Colvill v. Life Insurance Company of North America (WL 4078398 (E.D. Wis. 2018))
This recent 2018 case involved a dispute over the denial of benefits under an employer-sponsored LTD plan that was fully insured. The ERISA Plan Administrator was the employer, and the LTD policy was issued by Life Insurance Company of North America (LINA). At issue in the case was whether the ERISA Plan Administrator (the employer) had actually delegated the proper authority to LINA.
Summary Plan Description
The SPD stated that the employer had appointed LINA as the named fiduciary for adjudicating claims for benefits under the plan and for deciding any appeals of denied claims. It also stated that LINA had the authority, in its discretion, to interpret the terms of the plan, to decide questions of eligibility for coverage or benefits under the plan, and to make any related findings of fact. Lastly, the SPD stated that all decisions made by LINA were final and binding. While the SPD explained that LINA had been delegated authority to determine appeals, the court determined that the SPD was not the plan document that actually made that delegation to LINA — it simply disclosed to the participants that such a delegation was made. The court then looked to the plan documents to see if there was a proper delegation to LINA.
The insurance policy (the “Policy”) was the plan document, and within the four corners of the Policy, it did not delegate discretionary authority to LINA to determine claims and appeals. The delegation to LINA was done through a separate document titled the Appointment of Claim Fiduciary Form (ACF). LINA argued that the ACF should be considered part of the plan document because the Policy incorporated other documents by reference through an integration clause, which stated: “[t]his Policy, including the endorsements, amendments, and any attached papers constitutes the entire contract of insurance.”
The court determined that the ACF was a plan document based on numerous facts, such as: (1) the ACF was labelled as a plan document with the caption “Employee Welfare Benefit Plan Appointment of Claim Fiduciary”; (2) the ACF named the applicable plan; and (3) the Policy was referenced in the ACF document.
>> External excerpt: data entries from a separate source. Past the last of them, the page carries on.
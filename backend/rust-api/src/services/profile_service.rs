use std::sync::Arc;

use chrono::Utc;
use thiserror::Error;
use tokio::sync::Mutex;
use uuid::Uuid;

use crate::metrics::{BADGES_UNLOCKED_TOTAL, EFFECTS_APPLIED_TOTAL, PROFILES_TOTAL};
use crate::models::content::Catalog;
use crate::models::profile::{
    Activity, CreateProfileRequest, EffectResponse, ProfileView, UserProfile, AVATAR_IDS,
};
use crate::models::stats::{StatsEffect, UserStats};
use crate::services::content_service::ContentError;
use crate::services::leaderboard_service::LeaderboardService;
use crate::services::profile_store::ProfileRepository;
use crate::services::progression::{
    self, apply_effect, mini_game_reward, EffectOutcome, ProgressionRules, MEMORY_MATCH_ID,
};

#[derive(Debug, Error)]
pub enum ProfileError {
    #[error("Profile not found: {0}")]
    NotFound(String),
    #[error("{0}")]
    Invalid(String),
    #[error(transparent)]
    Content(#[from] ContentError),
}

/// Owns every profile mutation: load, apply, persist, rank.
///
/// Mutations are serialised by one lock so two requests for the same profile
/// never interleave their read-modify-write.
pub struct ProfileService {
    repository: ProfileRepository,
    leaderboard: Arc<LeaderboardService>,
    catalog: Arc<Catalog>,
    rules: ProgressionRules,
    writes: Mutex<()>,
}

impl ProfileService {
    pub fn new(
        repository: ProfileRepository,
        leaderboard: Arc<LeaderboardService>,
        catalog: Arc<Catalog>,
        level_size: u64,
    ) -> Self {
        let rules = ProgressionRules {
            level_size,
            badges: catalog.badges.clone(),
        };
        Self {
            repository,
            leaderboard,
            catalog,
            rules,
            writes: Mutex::new(()),
        }
    }

    pub fn level_size(&self) -> u64 {
        self.rules.level_size
    }

    pub fn view(&self, profile: UserProfile) -> ProfileView {
        progression::profile_view(profile, self.rules.level_size)
    }

    pub async fn create(&self, req: &CreateProfileRequest) -> Result<UserProfile, ProfileError> {
        let name = req.name.trim();
        if name.is_empty() {
            return Err(ProfileError::Invalid("Name must not be blank".to_string()));
        }
        if !AVATAR_IDS.contains(&req.avatar_id.as_str()) {
            return Err(ProfileError::Invalid(format!(
                "Unknown avatar: {}",
                req.avatar_id
            )));
        }

        let now = Utc::now();
        let profile = UserProfile {
            id: Uuid::new_v4().to_string(),
            name: name.to_string(),
            avatar_id: req.avatar_id.clone(),
            stats: UserStats::INITIAL,
            badges: self
                .rules
                .badges
                .iter()
                .map(|definition| definition.locked_badge())
                .collect(),
            total_xp: 0,
            completed_activity_ids: Default::default(),
            created_at: now,
            updated_at: now,
        };

        self.repository.save(&profile).await;
        PROFILES_TOTAL.with_label_values(&["created"]).inc();
        tracing::info!("Profile created: {} ({})", profile.id, profile.name);

        Ok(profile)
    }

    pub async fn get(&self, profile_id: &str) -> Option<UserProfile> {
        self.repository.load(profile_id).await
    }

    /// Deletes the stored profile. Returns false when there was nothing to delete.
    pub async fn reset(&self, profile_id: &str) -> anyhow::Result<bool> {
        let _guard = self.writes.lock().await;
        if self.repository.load(profile_id).await.is_none() {
            return Ok(false);
        }
        self.repository.delete(profile_id).await?;
        PROFILES_TOTAL.with_label_values(&["reset"]).inc();
        tracing::info!("Profile reset: {}", profile_id);
        Ok(true)
    }

    pub async fn apply_effect(
        &self,
        profile_id: &str,
        effect: &StatsEffect,
        activity: Option<&Activity>,
    ) -> Result<EffectOutcome, ProfileError> {
        let _guard = self.writes.lock().await;
        let profile = self
            .repository
            .load(profile_id)
            .await
            .ok_or_else(|| ProfileError::NotFound(profile_id.to_string()))?;

        let outcome = apply_effect(&profile, effect, activity, &self.rules);
        let activity_label = activity.map(|a| a.kind.as_str()).unwrap_or("direct");

        if !outcome.applied {
            EFFECTS_APPLIED_TOTAL
                .with_label_values(&[activity_label, "duplicate"])
                .inc();
            tracing::debug!(
                "Activity {:?} already credited for profile {}",
                activity.map(|a| a.completion_key()),
                profile_id
            );
            return Ok(outcome);
        }

        EFFECTS_APPLIED_TOTAL
            .with_label_values(&[activity_label, "applied"])
            .inc();
        for badge in &outcome.newly_unlocked {
            BADGES_UNLOCKED_TOTAL.with_label_values(&[badge.id.as_str()]).inc();
            tracing::info!("Profile {} unlocked badge {}", profile_id, badge.name);
        }

        self.repository.save(&outcome.profile).await;
        if outcome.xp_gained > 0 {
            self.leaderboard.save_journey_score(&outcome.profile).await;
        }

        Ok(outcome)
    }

    /// Applies the chosen option of a scenario. Returns the option's feedback
    /// text with the outcome.
    pub async fn choose_scenario_option(
        &self,
        profile_id: &str,
        scenario_id: &str,
        option_id: &str,
    ) -> Result<(EffectOutcome, String), ProfileError> {
        let (scenario, option) = self.catalog.scenario_option(scenario_id, option_id)?;
        let activity = Activity::scenario(scenario.id.clone());
        let outcome = self
            .apply_effect(profile_id, &option.stats_effect, Some(&activity))
            .await?;
        Ok((outcome, option.feedback.clone()))
    }

    pub async fn record_mini_game_win(
        &self,
        profile_id: &str,
        moves: u32,
    ) -> Result<EffectOutcome, ProfileError> {
        let activity = Activity::minigame(MEMORY_MATCH_ID);
        self.apply_effect(profile_id, &mini_game_reward(moves), Some(&activity))
            .await
    }

    /// Adds a finished quiz score to the profile's XP.
    pub async fn credit_quiz_score(&self, profile_id: &str, score: u64) -> Option<UserProfile> {
        let _guard = self.writes.lock().await;
        let profile = self.repository.load(profile_id).await?;
        let updated = progression::credit_xp(&profile, score);
        self.repository.save(&updated).await;
        tracing::info!(
            "Credited quiz score {} to profile {} (total XP {})",
            score,
            profile_id,
            updated.total_xp
        );
        Some(updated)
    }

    pub fn effect_response(&self, outcome: EffectOutcome, feedback: Option<String>) -> EffectResponse {
        let spotlight_badge = outcome.spotlight().cloned();
        EffectResponse {
            applied: outcome.applied,
            xp_gained: outcome.xp_gained,
            newly_unlocked: outcome.newly_unlocked,
            spotlight_badge,
            feedback,
            profile: self.view(outcome.profile),
        }
    }

    pub async fn ping(&self) -> anyhow::Result<()> {
        self.repository.ping().await
    }
}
Accordingly, the court held that the ACF contained the proper delegation, and the court applied the arbitrary and capricious standard of review to LINA’s denial of benefits.
- Plans should have a wrap plan document that specifically delegates proper discretionary authority to claims administrators and clearly sets forth all of the documents that are considered to be “plan documents.”
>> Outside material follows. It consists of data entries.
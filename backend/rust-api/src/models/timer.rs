use chrono::{DateTime, Utc};
use serde::{Deserialize, Serialize};

/// Events pushed to quiz stream subscribers.
#[derive(Debug, Serialize, Deserialize, Clone)]
#[serde(tag = "type", rename_all = "kebab-case")]
pub enum QuizEvent {
    TimerTick(TimerTick),
    TimeExpired(TimeExpired),
    AnswerLocked(AnswerLocked),
    QuestionAdvanced(QuestionAdvanced),
    QuizFinished(QuizFinished),
}

#[derive(Debug, Serialize, Deserialize, Clone)]
pub struct TimerTick {
    pub session_id: String,
    pub question_index: usize,
    pub remaining_seconds: u32,
    pub total_seconds: u32,
    pub timestamp: DateTime<Utc>,
}

#[derive(Debug, Serialize, Deserialize, Clone)]
pub struct TimeExpired {
    pub session_id: String,
    pub question_index: usize,
    pub correct_answer: usize,
    pub explanation: String,
    pub timestamp: DateTime<Utc>,
    pub message: String,
}

#[derive(Debug, Serialize, Deserialize, Clone)]
pub struct AnswerLocked {
    pub session_id: String,
    pub question_index: usize,
    pub selected: usize,
    pub correct: bool,
    pub correct_answer: usize,
    pub explanation: String,
    pub points: u32,
    pub score: u32,
    pub timestamp: DateTime<Utc>,
}

#[derive(Debug, Serialize, Deserialize, Clone)]
pub struct QuestionAdvanced {
    pub session_id: String,
    pub question_index: usize,
    pub total_questions: usize,
    pub timestamp: DateTime<Utc>,
}

#[derive(Debug, Serialize, Deserialize, Clone)]
pub struct QuizFinished {
    pub session_id: String,
    pub final_score: u32,
    pub correct_count: usize,
    pub total_questions: usize,
    pub timestamp: DateTime<Utc>,
}

impl QuizEvent {
    pub fn to_sse_data(&self) -> String {
        serde_json::to_string(self).unwrap_or_else(|_| "{}".to_string())
    }

    pub fn event_name(&self) -> &'static str {
        match self {
            QuizEvent::TimerTick(_) => "timer-tick",
            QuizEvent::TimeExpired(_) => "time-expired",
            QuizEvent::AnswerLocked(_) => "answer-locked",
            QuizEvent::QuestionAdvanced(_) => "question-advanced",
            QuizEvent::QuizFinished(_) => "quiz-finished",
        }
    }

    pub fn is_terminal(&self) -> bool {
        matches!(self, QuizEvent::QuizFinished(_))
    }
}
- Review vendor contracts and plan documents to ensure that claims administrators have the final decision-making authority — and do not include provisions allowing the employer (plan sponsor) to override those determinations.
- If a plan intends to delegate authority to a third party through a contract (such as an ASA), that contract should state that it is part of the plan documents. However, remember that once that document is considered a plan document, it must be disclosed to participants upon their request. Confidentiality provisions in an ASA may preclude such disclosure. In that case, the delegation agreement can be separate from the ASA, but still included as part of the plan documents.
- If the plan designates a third-party administrator (TPA) as the claims administrator, the plan needs to know if the TPA is making the determination on appeals or if it has hired one of its vendors to determine claims and appeals. If the latter has occurred, ensure that a proper delegation of authority has been documented.